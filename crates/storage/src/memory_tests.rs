// SPDX-License-Identifier: BUSL-1.1
// Copyright (c) 2026 Alfred Jean LLC

use super::*;
use chrono::TimeZone;
use fleet_core::{AgentBuilder, BotBuilder, LogLevel, RunBuilder, RunEventId, RunLogId};

fn at(secs: i64) -> DateTime<Utc> {
    Utc.timestamp_opt(secs, 0).single().unwrap()
}

fn agent(id: &str, heartbeat: DateTime<Utc>) -> Agent {
    AgentBuilder::default().agent_id(id).last_heartbeat(heartbeat).build()
}

#[tokio::test]
async fn bot_crud_round_trip() {
    let store = MemoryStore::new();
    let bot = BotBuilder::default().build();
    store.insert_bot(bot.clone()).await.unwrap();
    assert_eq!(store.get_bot(&bot.id).await.unwrap(), Some(bot.clone()));

    let mut renamed = bot.clone();
    renamed.name = "renamed".to_string();
    store.update_bot(renamed.clone()).await.unwrap();
    assert_eq!(store.get_bot(&bot.id).await.unwrap().unwrap().name, "renamed");

    assert!(store.delete_bot(&bot.id).await.unwrap());
    assert!(!store.delete_bot(&bot.id).await.unwrap());
    assert_eq!(store.get_bot(&bot.id).await.unwrap(), None);
}

#[tokio::test]
async fn update_bot_rejects_unknown_id() {
    let store = MemoryStore::new();
    let bot = BotBuilder::default().build();
    let err = store.update_bot(bot).await.unwrap_err();
    assert!(matches!(err, StoreError::NotFound { kind: "bot", .. }));
}

#[tokio::test]
async fn list_scheduled_bots_filters_on_schedule() {
    let store = MemoryStore::new();
    store.insert_bot(BotBuilder::default().build()).await.unwrap();
    let cron = BotBuilder::default().schedule("* * * * *").build();
    store.insert_bot(cron.clone()).await.unwrap();
    let scheduled = store.list_scheduled_bots().await.unwrap();
    assert_eq!(scheduled, vec![cron]);
}

#[tokio::test]
async fn heartbeat_never_moves_backwards() {
    let store = MemoryStore::new();
    let a = agent("a1", at(100));
    store.upsert_agent(a.clone()).await.unwrap();

    store.record_heartbeat(&a.agent_id, at(200)).await.unwrap();
    let stale = store.record_heartbeat(&a.agent_id, at(150)).await.unwrap().unwrap();
    assert_eq!(stale.last_heartbeat, at(200));
}

#[tokio::test]
async fn heartbeat_stores_the_maximum_of_any_delivery_order() {
    // Interleavings of heartbeat deliveries always leave the max behind.
    let times = [5_i64, 900, 42, 900, 17, 350];
    let store = MemoryStore::new();
    let a = agent("a1", at(0));
    store.upsert_agent(a.clone()).await.unwrap();
    for t in times {
        store.record_heartbeat(&a.agent_id, at(t)).await.unwrap();
    }
    let stored = store.get_agent(&a.agent_id).await.unwrap().unwrap();
    assert_eq!(stored.last_heartbeat, at(900));
}

#[tokio::test]
async fn heartbeat_for_unknown_agent_returns_none() {
    let store = MemoryStore::new();
    let missing = store.record_heartbeat(&AgentId::new("ghost"), at(1)).await.unwrap();
    assert!(missing.is_none());
}

#[tokio::test]
async fn cas_succeeds_only_from_the_expected_status() {
    let store = MemoryStore::new();
    let a = agent("a1", at(0));
    store.upsert_agent(a.clone()).await.unwrap();

    let won = store
        .cas_agent_status(&a.agent_id, AgentStatus::Available, AgentStatus::Busy)
        .await
        .unwrap();
    assert_eq!(won.unwrap().status, AgentStatus::Busy);

    // Second claim loses: the agent is no longer available.
    let lost = store
        .cas_agent_status(&a.agent_id, AgentStatus::Available, AgentStatus::Busy)
        .await
        .unwrap();
    assert!(lost.is_none());
    assert_eq!(store.get_agent(&a.agent_id).await.unwrap().unwrap().status, AgentStatus::Busy);
}

#[tokio::test]
async fn sweep_demotes_only_stale_non_offline_agents() {
    let store = MemoryStore::new();
    store.upsert_agent(agent("fresh", at(100))).await.unwrap();
    store.upsert_agent(agent("stale", at(10))).await.unwrap();
    let mut already_offline = agent("gone", at(5));
    already_offline.status = AgentStatus::Offline;
    store.upsert_agent(already_offline).await.unwrap();

    let changed = store.sweep_stale_agents(at(50)).await.unwrap();
    assert_eq!(changed.len(), 1);
    assert_eq!(changed[0].agent_id, "stale");
    assert_eq!(changed[0].status, AgentStatus::Offline);

    // Re-running the sweep on the same state changes nothing.
    assert!(store.sweep_stale_agents(at(50)).await.unwrap().is_empty());
    let fresh = store.get_agent(&AgentId::new("fresh")).await.unwrap().unwrap();
    assert_eq!(fresh.status, AgentStatus::Available);
}

#[tokio::test]
async fn queued_runs_come_back_oldest_first_with_id_tiebreak() {
    let store = MemoryStore::new();
    let late = RunBuilder::default().id("run-b".into()).start_time(Some(at(300))).build();
    let early = RunBuilder::default().id("run-z".into()).start_time(Some(at(100))).build();
    let tie = RunBuilder::default().id("run-a".into()).start_time(Some(at(300))).build();
    for run in [&late, &early, &tie] {
        store.insert_run(run.clone()).await.unwrap();
    }

    let order: Vec<&str> =
        store.list_queued().await.unwrap().iter().map(|r| r.id.as_str()).collect();
    assert_eq!(order, vec!["run-z", "run-a", "run-b"]);
}

#[tokio::test]
async fn due_scheduled_excludes_future_firings() {
    let store = MemoryStore::new();
    let due = RunBuilder::default()
        .status(RunStatus::Scheduled)
        .start_time(Some(at(100)))
        .build();
    let future = RunBuilder::default()
        .status(RunStatus::Scheduled)
        .start_time(Some(at(900)))
        .build();
    store.insert_run(due.clone()).await.unwrap();
    store.insert_run(future).await.unwrap();

    let found = store.list_due_scheduled(at(100)).await.unwrap();
    assert_eq!(found, vec![due]);
}

#[tokio::test]
async fn find_scheduled_run_matches_exact_start_time() {
    let store = MemoryStore::new();
    let run = RunBuilder::default()
        .status(RunStatus::Scheduled)
        .start_time(Some(at(500)))
        .build();
    store.insert_run(run.clone()).await.unwrap();

    assert_eq!(store.find_scheduled_run(&run.bot_id, at(500)).await.unwrap(), Some(run.clone()));
    assert_eq!(store.find_scheduled_run(&run.bot_id, at(501)).await.unwrap(), None);
}

#[tokio::test]
async fn stuck_runs_are_old_starting_or_running() {
    let store = MemoryStore::new();
    let stuck = RunBuilder::default()
        .status(RunStatus::Running)
        .start_time(Some(at(10)))
        .build();
    let recent = RunBuilder::default()
        .status(RunStatus::Running)
        .start_time(Some(at(990)))
        .build();
    let finished = RunBuilder::default()
        .status(RunStatus::Completed)
        .start_time(Some(at(10)))
        .build();
    for run in [&stuck, &recent, &finished] {
        store.insert_run(run.clone()).await.unwrap();
    }

    let found = store.list_stuck(at(500)).await.unwrap();
    assert_eq!(found, vec![stuck]);
}

#[tokio::test]
async fn appends_require_an_existing_run() {
    let store = MemoryStore::new();
    let run = RunBuilder::default().build();
    store.insert_run(run.clone()).await.unwrap();

    let event = RunEvent {
        id: RunEventId::generate(),
        run_id: run.id.clone(),
        event_type: "step".to_string(),
        message: "clicked".to_string(),
        payload: None,
        screenshot: None,
        timestamp: at(1),
    };
    store.append_run_event(event.clone()).await.unwrap();
    assert_eq!(store.list_run_events(&run.id).await.unwrap(), vec![event]);

    let orphan = RunLog {
        id: RunLogId::generate(),
        run_id: "run-missing".into(),
        level: LogLevel::Info,
        message: "lost".to_string(),
        payload: None,
        timestamp: at(1),
    };
    let err = store.append_run_log(orphan).await.unwrap_err();
    assert!(matches!(err, StoreError::NotFound { kind: "run", .. }));
}

#[tokio::test]
async fn run_logs_filter_by_run() {
    let store = MemoryStore::new();
    let run_a = RunBuilder::default().build();
    let run_b = RunBuilder::default().build();
    store.insert_run(run_a.clone()).await.unwrap();
    store.insert_run(run_b.clone()).await.unwrap();

    for (run, msg) in [(&run_a, "one"), (&run_b, "two"), (&run_a, "three")] {
        store
            .append_run_log(RunLog {
                id: RunLogId::generate(),
                run_id: run.id.clone(),
                level: LogLevel::Debug,
                message: msg.to_string(),
                payload: None,
                timestamp: at(1),
            })
            .await
            .unwrap();
    }

    let messages: Vec<String> = store
        .list_run_logs(&run_a.id)
        .await
        .unwrap()
        .into_iter()
        .map(|l| l.message)
        .collect();
    assert_eq!(messages, vec!["one", "three"]);
}
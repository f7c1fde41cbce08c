// SPDX-License-Identifier: BUSL-1.1
// Copyright (c) 2026 Alfred Jean LLC

//! Application context: the daemon's singletons, explicitly constructed and
//! threaded through every component.

use crate::bus::EventBus;
use crate::loops::{Dispatcher, Janitor, Scheduler};
use crate::registry::{AgentRegistry, BotRegistry, RunRegistry};
use crate::router::InboundRouter;
use crate::transport::Transport;
use crate::env;
use fleet_core::Clock;
use fleet_storage::Store;
use std::net::SocketAddr;
use std::sync::Arc;
use std::time::Duration;
use tokio_util::sync::CancellationToken;

/// Daemon configuration, environment-driven. All state lives in the store;
/// there is no config file.
#[derive(Debug, Clone)]
pub struct Config {
    pub heartbeat_interval: Duration,
    pub listen_addr: SocketAddr,
    pub dispatch_timeout: Duration,
    pub tick_interval: Duration,
}

impl Config {
    pub fn from_env() -> Self {
        Self {
            heartbeat_interval: env::heartbeat_interval(),
            listen_addr: env::listen_addr(),
            dispatch_timeout: env::dispatch_timeout(),
            tick_interval: env::tick_interval(),
        }
    }
}

/// Shared context handed to HTTP handlers, socket streams, and loops.
#[derive(Clone)]
pub struct App<C: Clock> {
    pub store: Arc<dyn Store>,
    pub bus: EventBus,
    pub clock: C,
    pub bots: BotRegistry<C>,
    pub agents: AgentRegistry<C>,
    pub runs: RunRegistry<C>,
    pub router: InboundRouter<C>,
    pub config: Config,
}

impl<C: Clock> App<C> {
    pub fn new(store: Arc<dyn Store>, clock: C, config: Config) -> Self {
        let bus = EventBus::new();
        let agents = AgentRegistry::new(
            Arc::clone(&store),
            bus.clone(),
            clock.clone(),
            config.heartbeat_interval,
        );
        let runs = RunRegistry::new(Arc::clone(&store), bus.clone(), clock.clone());
        let bots = BotRegistry::new(Arc::clone(&store), bus.clone(), clock.clone());
        let router = InboundRouter::new(agents.clone(), runs.clone(), bus.clone(), clock.clone());
        Self { store, bus, clock, bots, agents, runs, router, config }
    }

    pub fn scheduler(&self) -> Scheduler<C> {
        Scheduler::new(Arc::clone(&self.store), self.runs.clone(), self.clock.clone())
    }

    pub fn dispatcher(&self, transport: Arc<dyn Transport>) -> Dispatcher<C> {
        Dispatcher::new(
            Arc::clone(&self.store),
            self.runs.clone(),
            self.agents.clone(),
            transport,
            self.clock.clone(),
        )
    }

    pub fn janitor(&self) -> Janitor<C> {
        Janitor::new(
            Arc::clone(&self.store),
            self.runs.clone(),
            self.agents.clone(),
            self.bus.clone(),
            self.clock.clone(),
            self.config.heartbeat_interval,
        )
    }

    /// Spawn the periodic loops; they stop when the token is cancelled.
    pub fn spawn_loops(&self, transport: Arc<dyn Transport>, shutdown: CancellationToken) {
        let period = self.config.tick_interval;
        tokio::spawn(self.scheduler().run(period, shutdown.clone()));
        tokio::spawn(self.dispatcher(transport).run(period, shutdown.clone()));
        tokio::spawn(self.janitor().run(period, shutdown));
    }
}
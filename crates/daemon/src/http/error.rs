// SPDX-License-Identifier: BUSL-1.1
// Copyright (c) 2026 Alfred Jean LLC

//! HTTP error mapping for the public API.

use crate::registry::RegistryError;
use axum::http::StatusCode;
use axum::response::{IntoResponse, Response};
use axum::Json;
use fleet_storage::StoreError;
use serde_json::json;
use tracing::error;

/// API-facing error; converts registry failures into status codes.
#[derive(Debug)]
pub struct ApiError(pub RegistryError);

impl From<RegistryError> for ApiError {
    fn from(e: RegistryError) -> Self {
        ApiError(e)
    }
}

impl IntoResponse for ApiError {
    fn into_response(self) -> Response {
        let (status, message) = match &self.0 {
            RegistryError::NotFound { .. } => (StatusCode::NOT_FOUND, self.0.to_string()),
            RegistryError::InvalidSchedule(_) => (StatusCode::BAD_REQUEST, self.0.to_string()),
            RegistryError::InvalidTransition { .. } => (StatusCode::CONFLICT, self.0.to_string()),
            RegistryError::Store(StoreError::NotFound { .. }) => {
                (StatusCode::NOT_FOUND, self.0.to_string())
            }
            RegistryError::Store(StoreError::Backend(_)) => {
                // Details go to the log, not the wire.
                error!(error = %self.0, "store failure");
                (StatusCode::INTERNAL_SERVER_ERROR, "internal error".to_string())
            }
        };
        (status, Json(json!({ "error": message }))).into_response()
    }
}

pub type ApiResult<T> = Result<T, ApiError>;
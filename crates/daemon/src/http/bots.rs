// SPDX-License-Identifier: BUSL-1.1
// Copyright (c) 2026 Alfred Jean LLC

//! Bot definition endpoints.
//!
//! GET    /bots            - list bot definitions
//! POST   /bots            - create (400 on invalid cron)
//! GET    /bots/{id}       - one bot
//! PUT    /bots/{id}       - partial update
//! DELETE /bots/{id}       - delete the definition, keep its runs
//! GET    /bots/{id}/runs  - run history
//! POST   /bots/{id}/runs  - queue an immediate run

use super::error::ApiResult;
use crate::app::App;
use axum::extract::{Path, State};
use axum::Json;
use fleet_core::{Bot, BotId, Clock, Run, RunId};
use serde::{Deserialize, Serialize};
use serde_json::{json, Value};

#[derive(Debug, Deserialize)]
pub struct CreateBotRequest {
    pub name: String,
    pub script: String,
    #[serde(default)]
    pub schedule: Option<String>,
}

/// PUT body. A missing `schedule` leaves it alone; an explicit `null`
/// clears it.
#[derive(Debug, Deserialize)]
pub struct UpdateBotRequest {
    #[serde(default)]
    pub name: Option<String>,
    #[serde(default)]
    pub script: Option<String>,
    #[serde(default, with = "double_option")]
    pub schedule: Option<Option<String>>,
}

/// Distinguishes an absent JSON field from an explicit null.
mod double_option {
    use serde::{Deserialize, Deserializer};

    pub fn deserialize<'de, D>(de: D) -> Result<Option<Option<String>>, D::Error>
    where
        D: Deserializer<'de>,
    {
        Option::<String>::deserialize(de).map(Some)
    }
}

#[derive(Debug, Serialize)]
pub struct RunQueuedResponse {
    pub run_id: RunId,
}

pub async fn list<C: Clock>(State(app): State<App<C>>) -> ApiResult<Json<Vec<Bot>>> {
    Ok(Json(app.bots.list().await?))
}

pub async fn create<C: Clock>(
    State(app): State<App<C>>,
    Json(body): Json<CreateBotRequest>,
) -> ApiResult<Json<Bot>> {
    Ok(Json(app.bots.create(body.name, body.script, body.schedule).await?))
}

pub async fn get<C: Clock>(
    State(app): State<App<C>>,
    Path(bot_id): Path<BotId>,
) -> ApiResult<Json<Bot>> {
    Ok(Json(app.bots.get(&bot_id).await?))
}

pub async fn update<C: Clock>(
    State(app): State<App<C>>,
    Path(bot_id): Path<BotId>,
    Json(body): Json<UpdateBotRequest>,
) -> ApiResult<Json<Bot>> {
    Ok(Json(app.bots.update(&bot_id, body.name, body.script, body.schedule).await?))
}

pub async fn remove<C: Clock>(
    State(app): State<App<C>>,
    Path(bot_id): Path<BotId>,
) -> ApiResult<Json<Value>> {
    app.bots.delete(&bot_id).await?;
    Ok(Json(json!({ "ok": true })))
}

pub async fn runs<C: Clock>(
    State(app): State<App<C>>,
    Path(bot_id): Path<BotId>,
) -> ApiResult<Json<Vec<Run>>> {
    Ok(Json(app.runs.list_by_bot(&bot_id).await?))
}

/// Queue an immediate run; the next dispatcher pass picks it up.
pub async fn queue_run<C: Clock>(
    State(app): State<App<C>>,
    Path(bot_id): Path<BotId>,
) -> ApiResult<Json<RunQueuedResponse>> {
    let bot = app.bots.get(&bot_id).await?;
    let run = app.runs.create(bot.id).await?;
    Ok(Json(RunQueuedResponse { run_id: run.id }))
}
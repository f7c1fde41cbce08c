// SPDX-License-Identifier: BUSL-1.1
// Copyright (c) 2026 Alfred Jean LLC

//! Routes agent-originated socket messages into the registries.

use crate::bus::EventBus;
use crate::registry::{AgentRegistry, RegistryResult, RunRegistry};
use fleet_core::{BusEvent, Clock};
use fleet_wire::AgentMessage;
use tracing::warn;

/// The single consumer of the agent-inbound channel.
///
/// Every message kind is idempotent under replay; malformed frames are
/// logged and dropped so bad input never takes down a connection.
#[derive(Clone)]
pub struct InboundRouter<C: Clock> {
    agents: AgentRegistry<C>,
    runs: RunRegistry<C>,
    bus: EventBus,
    clock: C,
}

impl<C: Clock> InboundRouter<C> {
    pub fn new(agents: AgentRegistry<C>, runs: RunRegistry<C>, bus: EventBus, clock: C) -> Self {
        Self { agents, runs, bus, clock }
    }

    /// Decode and apply one raw text frame.
    pub async fn handle_frame(&self, text: &str) {
        match fleet_wire::decode(text) {
            Ok(message) => {
                if let Err(e) = self.handle(message).await {
                    warn!(error = %e, "agent message rejected");
                }
            }
            Err(e) => warn!(error = %e, "dropping malformed agent frame"),
        }
    }

    /// Apply a decoded agent message.
    pub async fn handle(&self, message: AgentMessage) -> RegistryResult<()> {
        match message {
            AgentMessage::Heartbeat { agent_id } => {
                self.agents.heartbeat(&agent_id).await?;
            }
            AgentMessage::StatusUpdate { agent_id, status } => {
                self.agents.set_status(&agent_id, status).await?;
            }
            AgentMessage::AgentLog { agent_id, message } => {
                self.bus.publish(BusEvent::AgentLogCreated {
                    agent_id,
                    message,
                    timestamp: self.clock.now(),
                });
            }
            AgentMessage::RunEvent { run_id, event_type, message, payload, screenshot } => {
                self.runs.record_event(run_id, event_type, message, payload, screenshot).await?;
            }
            AgentMessage::RunLog { run_id, level, message, payload } => {
                self.runs.record_log(run_id, level, message, payload).await?;
            }
            AgentMessage::RunStatus { run_id, status } => {
                let run = self.runs.set_status(&run_id, status).await?;
                // A finished run frees its agent; release is a no-op when the
                // agent already moved on.
                if run.is_terminal() {
                    if let Some(agent_id) = run.agent_id.as_ref() {
                        self.agents.release(agent_id).await?;
                    }
                }
            }
        }
        Ok(())
    }
}

#[cfg(test)]
#[path = "router_tests.rs"]
mod tests;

══════════

* _Task details_
Write out exactly the lines between the start of the entries and the line containing "store.insert_bot(bot.clone()).await.unwrap();", including that line and the first one.

* _Written response_
filename crates/storage/src/memory_tests.rs
// SPDX-License-Identifier: BUSL-1.1
// Copyright (c) 2026 Alfred Jean LLC

use super::*;
use chrono::TimeZone;
use fleet_core::{AgentBuilder, BotBuilder, LogLevel, RunBuilder, RunEventId, RunLogId};

fn at(secs: i64) -> DateTime<Utc> {
    Utc.timestamp_opt(secs, 0).single().unwrap()
}

fn agent(id: &str, heartbeat: DateTime<Utc>) -> Agent {
    AgentBuilder::default().agent_id(id).last_heartbeat(heartbeat).build()
}

#[tokio::test]
async fn bot_crud_round_trip() {
    let store = MemoryStore::new();
    let bot = BotBuilder::default().build();
    store.insert_bot(bot.clone()).await.unwrap();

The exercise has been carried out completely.